Denn möglicherweise tut es bisweilen gut zu hören, wie es sein könnte, wenn es so liefe, wie es laufen sollte. Der Argentinier auf dem Stuhl Petri scheint die europäischen Grundwerte tatsächlich stärker verinnerlicht zu haben als jeder europäische Politiker an den Schalthebeln der Macht. Vielleicht musste jemand "vom anderen Ende der Welt" kommen, um den Europäern ihre Krankheiten zu diagnostizieren. Nur in dieser schonungslosen Diagnose des Papstes gründet die Auszeichnung mit dem Preis, der ursprünglich Verdienste um die Einigung Europas würdigen sollte. Aber - um im Bild zu bleiben - ohne Diagnose gibt es keine Chance auf wirkungsvolle Behandlung, und in diesem Sinne hat Franziskus sich Meriten verdient. Seine Botschaft ist einfach. Europas Grundwerte sind zutiefst christliche, und wenn sich die Europäer dieser Werte besinnen, können sie gemeinsam auch die Migrationsprobleme lösen.

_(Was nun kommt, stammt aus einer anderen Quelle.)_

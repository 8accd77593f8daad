use tracing::debug;

use super::{CarrierRef, HitResult, MechanicHandler};
use crate::host::{Impact, SkillHost};
use crate::spec::SkillSpec;
use crate::types::{ActorId, CarrierId};

/// Outcome of running the hit chain.
#[derive(Clone, Copy, Debug, PartialEq, Eq)]
pub struct HitDecision {
    pub result: HitResult,
    /// Handler that decided, or `None` when the chain fell through.
    pub decided_by: Option<&'static str>,
}

/// Ordered handler instances owned by one carrier.
#[derive(Debug, Default)]
pub struct HandlerSet {
    owner: Option<CarrierId>,
    handlers: Vec<Box<dyn MechanicHandler>>,
}

impl HandlerSet {
    pub fn new(owner: CarrierId) -> Self {
        Self {
            owner: Some(owner),
            handlers: Vec::new(),
        }
    }

    /// Carrier that owns these instances.
    pub fn owner(&self) -> Option<CarrierId> {
        self.owner
    }

    /// Clones `prototype` into the set and fires its `on_spawn`.
    pub fn adopt(
        &mut self,
        prototype: &dyn MechanicHandler,
        carrier: &CarrierRef<'_>,
        host: &mut dyn SkillHost,
        spec: &SkillSpec,
    ) {
        let mut handler = prototype.clone_box();
        handler.on_spawn(carrier, host, spec);
        self.handlers.push(handler);
    }

    /// Runs `on_hit` in order until a handler returns `Stop` or `Pierce`.
    ///
    /// `Continue` and `Chain` pass to the next handler. An empty set or a
    /// chain that falls through resolves to `Stop`.
    pub fn resolve_hit(
        &mut self,
        carrier: &CarrierRef<'_>,
        host: &mut dyn SkillHost,
        target: ActorId,
        impact: &Impact,
        spec: &SkillSpec,
    ) -> HitDecision {
        for handler in &mut self.handlers {
            let result = handler.on_hit(carrier, host, target, impact, spec);
            debug!(
                carrier = %carrier.id,
                handler = handler.name(),
                %target,
                result = %result,
                "hit handler"
            );
            if matches!(result, HitResult::Stop | HitResult::Pierce) {
                return HitDecision {
                    result,
                    decided_by: Some(handler.name()),
                };
            }
        }
        HitDecision {
            result: HitResult::Stop,
            decided_by: None,
        }
    }

    /// Runs `on_hit` on every handler for side effects; results are ignored.
    pub fn notify_hit(
        &mut self,
        carrier: &CarrierRef<'_>,
        host: &mut dyn SkillHost,
        target: ActorId,
        impact: &Impact,
        spec: &SkillSpec,
    ) {
        for handler in &mut self.handlers {
            let _ = handler.on_hit(carrier, host, target, impact, spec);
        }
    }

    pub fn tick(
        &mut self,
        carrier: &CarrierRef<'_>,
        host: &mut dyn SkillHost,
        dt: f32,
        spec: &SkillSpec,
    ) {
        for handler in &mut self.handlers {
            handler.on_tick(carrier, host, dt, spec);
        }
    }

    /// Fires `on_end` on every handler, then releases them.
    pub fn end(&mut self, carrier: &CarrierRef<'_>, host: &mut dyn SkillHost, spec: &SkillSpec) {
        for handler in &mut self.handlers {
            handler.on_end(carrier, host, spec);
        }
        self.handlers.clear();
    }

    pub fn names(&self) -> impl Iterator<Item = &'static str> + '_ {
        self.handlers.iter().map(|h| h.name())
    }

    pub fn len(&self) -> usize {
        self.handlers.len()
    }

    pub fn is_empty(&self) -> bool {
        self.handlers.is_empty()
    }
}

Ein auf seinen Grundwerten basierendes Europa könnte gelassen sein, bräuchte keine Angst vor Überfremdung und Islamisierung zu haben. Nebenbei: Der deutsche Kardinal Walter Kasper hat am Freitag in seiner Predigt Fremdenhass als "Todsünde" eingestuft.

Es spricht dennoch wenig dafür, dass aus dem Wunschbild und den Hoffnungen des Papstes in absehbarer Zeit Realität werden kann. Die Politiker werden weiter ihre Realpolitik betreiben - bestenfalls mit schlechtem Gewissen.